Я взял наудачу одну из вырезок: автор вспоминал Гулливера и снисходительно сожалел о людях, которые не сумели уподобиться лилипутам, не измышлявшим гипотез. Но после выступления Зернова от этой иронической снисходительности не осталось и следа. Когда я развернул принесенные Ириной вечерние выпуски парижских газет, солидарность их на этот раз была совсем иной.
"Загадка решена!". "Русские проникли в тайну розовых "облаков". "Анохин и Зернов устанавливают контакт с пришельцами". "Советы опять удивили мир!" Под этими заголовками бойко рассказывалось о превращении современного Парижа в провинциальный Сен-Дизье времен нацистской оккупации, о чудесной материализации кинозамыслов знаменитого режиссера и о моем поединке с первой шпагой Франции. Последнее особенно восхищало парижан. Обыкновенный киношник, никогда не появлявшийся на фехтовальных дорожках мира, скрестил шпаги с самим Монжуссо. И при этом остался жив. Олимпийский чемпион в этот же вечер дал несколько интервью, и ему вдвое повысили гонорар за участие в фильме. Репортеры, выжав все из Монжуссо и Каррези, бросились на штурм клиники Пелетье, и только ее суровый монастырский устав избавил меня еще от одной пресс-конференции. А Зернову попросту повезло. Воспользовавшись ритуалом, сопровождавшим открытие и закрытие заседаний конгресса, он незаметно скрылся от преследования
В его докладе, подробно пересказанном и прокомментированном, я не нашел для себя ничего нового: все это родилось и сформулировалось в наших спорах о пережитом.

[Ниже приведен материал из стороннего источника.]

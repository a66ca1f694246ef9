//! Tool Capability Model
//!
//! Data shapes describing a tool, its parameters, its coerced arguments and its
//! outcome, plus the `Tool` trait every host capability implements.
//!
//! - `ToolDefinition` / `ToolParameter` - identity and parameter schema
//! - `ToolValue` / `ToolArguments` - typed argument values produced by coercion
//! - `ToolOutcome` - what a tool returns; there is no error channel, failure is
//!   an outcome with `success == false`
//! - `Tool` - async execution capability

use std::collections::BTreeMap;
use std::fmt;

use async_trait::async_trait;
use serde::{Deserialize, Serialize};
use serde_json::{Map, Number, Value};

use crate::context::ExecutionContext;
use crate::error::{CoreError, CoreResult};

// ============================================================================
// Parameter Schema
// ============================================================================

/// The declared type of a tool parameter.
#[derive(Debug, Clone, Copy, PartialEq, Eq, Serialize, Deserialize)]
#[serde(rename_all = "lowercase")]
pub enum ParameterType {
    String,
    Number,
    Boolean,
    Array,
}

impl fmt::Display for ParameterType {
    fn fmt(&self, f: &mut fmt::Formatter<'_>) -> fmt::Result {
        match self {
            ParameterType::String => write!(f, "string"),
            ParameterType::Number => write!(f, "number"),
            ParameterType::Boolean => write!(f, "boolean"),
            ParameterType::Array => write!(f, "array"),
        }
    }
}

/// A single declared parameter of a tool.
#[derive(Debug, Clone, PartialEq, Serialize, Deserialize)]
pub struct ToolParameter {
    pub name: String,
    #[serde(rename = "type")]
    pub param_type: ParameterType,
    pub description: String,
    pub required: bool,
    /// Value used when an optional parameter is not supplied
    #[serde(default, skip_serializing_if = "Option::is_none")]
    pub default: Option<ToolValue>,
}

impl ToolParameter {
    pub fn new(
        name: impl Into<String>,
        param_type: ParameterType,
        description: impl Into<String>,
        required: bool,
    ) -> Self {
        Self {
            name: name.into(),
            param_type,
            description: description.into(),
            required,
            default: None,
        }
    }

    /// Shorthand for a required parameter.
    pub fn required(
        name: impl Into<String>,
        param_type: ParameterType,
        description: impl Into<String>,
    ) -> Self {
        Self::new(name, param_type, description, true)
    }

    /// Shorthand for an optional parameter.
    pub fn optional(
        name: impl Into<String>,
        param_type: ParameterType,
        description: impl Into<String>,
    ) -> Self {
        Self::new(name, param_type, description, false)
    }

    /// Set the default applied when the parameter is absent.
    pub fn with_default(mut self, default: impl Into<ToolValue>) -> Self {
        self.default = Some(default.into());
        self
    }
}

/// Tool identity and schema. Immutable once registered.
#[derive(Debug, Clone, PartialEq, Serialize, Deserialize)]
pub struct ToolDefinition {
    pub name: String,
    pub description: String,
    /// Declared parameters in declaration order; names are unique
    #[serde(default)]
    pub parameters: Vec<ToolParameter>,
    /// Whether the tool is only legal while a focus entity is set
    #[serde(default)]
    pub requires_focus: bool,
}

impl ToolDefinition {
    pub fn new(name: impl Into<String>, description: impl Into<String>) -> Self {
        Self {
            name: name.into(),
            description: description.into(),
            parameters: Vec::new(),
            requires_focus: false,
        }
    }

    /// Add a parameter. A parameter with the same name is replaced.
    pub fn with_parameter(mut self, parameter: ToolParameter) -> Self {
        if let Some(existing) = self
            .parameters
            .iter_mut()
            .find(|p| p.name == parameter.name)
        {
            *existing = parameter;
        } else {
            self.parameters.push(parameter);
        }
        self
    }

    pub fn with_requires_focus(mut self, requires_focus: bool) -> Self {
        self.requires_focus = requires_focus;
        self
    }

    /// Check the definition before it is registered.
    ///
    /// The name must be non-blank and every default must already have its
    /// parameter's declared type, since defaults bypass coercion.
    pub fn validate(&self) -> CoreResult<()> {
        if self.name.trim().is_empty() {
            return Err(CoreError::validation("tool name must not be empty"));
        }
        for param in &self.parameters {
            if let Some(default) = &param.default {
                let actual = default.parameter_type();
                if actual != param.param_type {
                    return Err(CoreError::validation(format!(
                        "default for parameter '{}' of tool '{}' is {}, expected {}",
                        param.name, self.name, actual, param.param_type
                    )));
                }
            }
        }
        Ok(())
    }

    pub fn required_parameters(&self) -> impl Iterator<Item = &ToolParameter> {
        self.parameters.iter().filter(|p| p.required)
    }
}

// ============================================================================
// Argument Values
// ============================================================================

/// A coerced argument value.
///
/// `Number` keeps the JSON number representation so an integer argument stays
/// an integer when echoed back into a tool's output.
#[derive(Debug, Clone, PartialEq, Serialize, Deserialize)]
#[serde(untagged)]
pub enum ToolValue {
    String(String),
    Number(Number),
    Bool(bool),
    List(Vec<String>),
}

impl ToolValue {
    pub fn as_str(&self) -> Option<&str> {
        match self {
            ToolValue::String(s) => Some(s),
            _ => None,
        }
    }

    pub fn as_i64(&self) -> Option<i64> {
        match self {
            ToolValue::Number(n) => n.as_i64(),
            _ => None,
        }
    }

    pub fn as_f64(&self) -> Option<f64> {
        match self {
            ToolValue::Number(n) => n.as_f64(),
            _ => None,
        }
    }

    pub fn as_bool(&self) -> Option<bool> {
        match self {
            ToolValue::Bool(b) => Some(*b),
            _ => None,
        }
    }

    pub fn as_list(&self) -> Option<&[String]> {
        match self {
            ToolValue::List(items) => Some(items),
            _ => None,
        }
    }

    /// The parameter type this value satisfies.
    pub fn parameter_type(&self) -> ParameterType {
        match self {
            ToolValue::String(_) => ParameterType::String,
            ToolValue::Number(_) => ParameterType::Number,
            ToolValue::Bool(_) => ParameterType::Boolean,
            ToolValue::List(_) => ParameterType::Array,
        }
    }
}

impl From<&str> for ToolValue {
    fn from(value: &str) -> Self {
        ToolValue::String(value.to_string())
    }
}

impl From<String> for ToolValue {
    fn from(value: String) -> Self {
        ToolValue::String(value)
    }
}

impl From<i64> for ToolValue {
    fn from(value: i64) -> Self {
        ToolValue::Number(Number::from(value))
    }
}

impl From<i32> for ToolValue {
    fn from(value: i32) -> Self {
        ToolValue::Number(Number::from(value))
    }
}

impl From<bool> for ToolValue {
    fn from(value: bool) -> Self {
        ToolValue::Bool(value)
    }
}

impl From<Vec<String>> for ToolValue {
    fn from(value: Vec<String>) -> Self {
        ToolValue::List(value)
    }
}

impl From<ToolValue> for Value {
    fn from(value: ToolValue) -> Self {
        match value {
            ToolValue::String(s) => Value::String(s),
            ToolValue::Number(n) => Value::Number(n),
            ToolValue::Bool(b) => Value::Bool(b),
            ToolValue::List(items) => Value::Array(items.into_iter().map(Value::String).collect()),
        }
    }
}

/// Validated, coerced arguments for one tool invocation.
#[derive(Debug, Clone, Default, PartialEq, Serialize, Deserialize)]
#[serde(transparent)]
pub struct ToolArguments(BTreeMap<String, ToolValue>);

impl ToolArguments {
    pub fn new() -> Self {
        Self(BTreeMap::new())
    }

    pub fn insert(&mut self, name: impl Into<String>, value: ToolValue) {
        self.0.insert(name.into(), value);
    }

    pub fn with(mut self, name: impl Into<String>, value: impl Into<ToolValue>) -> Self {
        self.insert(name, value.into());
        self
    }

    pub fn get(&self, name: &str) -> Option<&ToolValue> {
        self.0.get(name)
    }

    pub fn get_str(&self, name: &str) -> Option<&str> {
        self.get(name).and_then(ToolValue::as_str)
    }

    pub fn get_i64(&self, name: &str) -> Option<i64> {
        self.get(name).and_then(ToolValue::as_i64)
    }

    pub fn get_f64(&self, name: &str) -> Option<f64> {
        self.get(name).and_then(ToolValue::as_f64)
    }

    pub fn get_bool(&self, name: &str) -> Option<bool> {
        self.get(name).and_then(ToolValue::as_bool)
    }

    pub fn get_list(&self, name: &str) -> Option<&[String]> {
        self.get(name).and_then(ToolValue::as_list)
    }

    pub fn contains(&self, name: &str) -> bool {
        self.0.contains_key(name)
    }

    pub fn len(&self) -> usize {
        self.0.len()
    }

    pub fn is_empty(&self) -> bool {
        self.0.is_empty()
    }

    pub fn iter(&self) -> impl Iterator<Item = (&String, &ToolValue)> {
        self.0.iter()
    }

    /// Render as a JSON object, e.g. for logging.
    pub fn to_json(&self) -> Value {
        let map: Map<String, Value> = self
            .0
            .iter()
            .map(|(k, v)| (k.clone(), Value::from(v.clone())))
            .collect();
        Value::Object(map)
    }
}

// ============================================================================
// Outcome
// ============================================================================

/// Result of one tool invocation attempt.
#[derive(Debug, Clone, PartialEq, Serialize, Deserialize)]
pub struct ToolOutcome {
    pub success: bool,
    #[serde(default, skip_serializing_if = "Option::is_none")]
    pub data: Option<Value>,
    #[serde(default, skip_serializing_if = "Option::is_none")]
    pub error: Option<String>,
    #[serde(default, skip_serializing_if = "Map::is_empty")]
    pub metadata: Map<String, Value>,
}

impl ToolOutcome {
    /// Create a successful outcome carrying `data`.
    pub fn ok(data: impl Into<Value>) -> Self {
        Self {
            success: true,
            data: Some(data.into()),
            error: None,
            metadata: Map::new(),
        }
    }

    /// Create a successful outcome with no payload.
    pub fn ok_empty() -> Self {
        Self {
            success: true,
            data: None,
            error: None,
            metadata: Map::new(),
        }
    }

    /// Create a failed outcome.
    pub fn err(error: impl Into<String>) -> Self {
        Self {
            success: false,
            data: None,
            error: Some(error.into()),
            metadata: Map::new(),
        }
    }

    /// Attach a metadata entry.
    pub fn with_metadata(mut self, key: impl Into<String>, value: impl Into<Value>) -> Self {
        self.metadata.insert(key.into(), value.into());
        self
    }

    /// Short text form for logs and prompts.
    pub fn summary(&self) -> String {
        if self.success {
            match &self.data {
                Some(Value::String(s)) => s.clone(),
                Some(other) => other.to_string(),
                None => "ok".to_string(),
            }
        } else {
            format!(
                "Error: {}",
                self.error.as_deref().unwrap_or("Unknown error")
            )
        }
    }
}

/// One executed (or rejected) tool call, as folded into the turn result.
#[derive(Debug, Clone, PartialEq, Serialize, Deserialize)]
pub struct ExecutionRecord {
    pub tool_name: String,
    pub success: bool,
    #[serde(default, skip_serializing_if = "Option::is_none")]
    pub data: Option<Value>,
    #[serde(default, skip_serializing_if = "Option::is_none")]
    pub error: Option<String>,
    #[serde(default, skip_serializing_if = "Map::is_empty")]
    pub metadata: Map<String, Value>,
    /// Wall-clock time spent inside the tool, zero for rejected calls
    pub duration_ms: u64,
}

impl ExecutionRecord {
    pub fn from_outcome(
        tool_name: impl Into<String>,
        outcome: ToolOutcome,
        duration: std::time::Duration,
    ) -> Self {
        Self {
            tool_name: tool_name.into(),
            success: outcome.success,
            data: outcome.data,
            error: outcome.error,
            metadata: outcome.metadata,
            duration_ms: u64::try_from(duration.as_millis()).unwrap_or(u64::MAX),
        }
    }

    /// A call rejected before the tool was invoked.
    pub fn rejected(tool_name: impl Into<String>, error: impl Into<String>) -> Self {
        Self::from_outcome(tool_name, ToolOutcome::err(error), std::time::Duration::ZERO)
    }

    pub fn duration(&self) -> std::time::Duration {
        std::time::Duration::from_millis(self.duration_ms)
    }
}

// ============================================================================
// Tool Trait
// ============================================================================

/// A host capability the model may invoke.
///
/// `execute` returns a `ToolOutcome` rather than a `Result`: a failing tool
/// reports `ToolOutcome::err`. Implementations may assume `args` were already
/// validated against `definition().parameters`.
#[async_trait]
pub trait Tool: Send + Sync {
    fn definition(&self) -> &ToolDefinition;

    async fn execute(&self, args: &ToolArguments, ctx: &ExecutionContext) -> ToolOutcome;

    fn name(&self) -> &str {
        &self.definition().name
    }

    fn requires_focus(&self) -> bool {
        self.definition().requires_focus
    }
}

"Нечто поистине сказочное пережили двое русских и один американец за одну ночь в парижском отеле, воскресившую кошмары средневекового романа,- прочел я на первой странице "Пари-жур", рядом с фотографиями - моей, Зернова и Мартина,- Далеко не каждый, мгновенно перенесенный из привычного настоящего в мир материализованных снов и видений, извлеченных из глубин чужой памяти, поведет себя с таким бесстрашием, пониманием обстановки к разумной последовательностью действий. Так можно сказать обо всех трех участниках этой фантастической Одиссеи. Но Зернова следует выделить. Он сделал больше. Борис Зернов первый из ученых нашего мира дал единственно возможный ответ на вопрос, волнующий сейчас миллиарды людей на Земле: почему пришельцы, игнорируя наши попытки контакта, сами не ищут общения с нами? Зернов отвечает: между их и нашей физической и психической жизнью разница гораздо большая, возможно, неизмеримо большая, чем, скажем, между организацией и психикой человека и пчелы. Что получилось бы, если бы они стали искать контакта друг с другом,- пчела своими пчелиными средствами, человек - человеческими? Так возможен ли вообще контакт между двумя еще более различными формами жизни? Мы не нашли его, они нашли. Они могли не показать нам моделей нашего мира, они показали. Зачем? Чтобы изучить наши физические и психические реакции, характер и глубину нашего мышления, его способность постичь и оценить их действия. Они выбрали достойных аргонавтов, но только Зернов оказался Одиссеем: понял и перехитрил богов".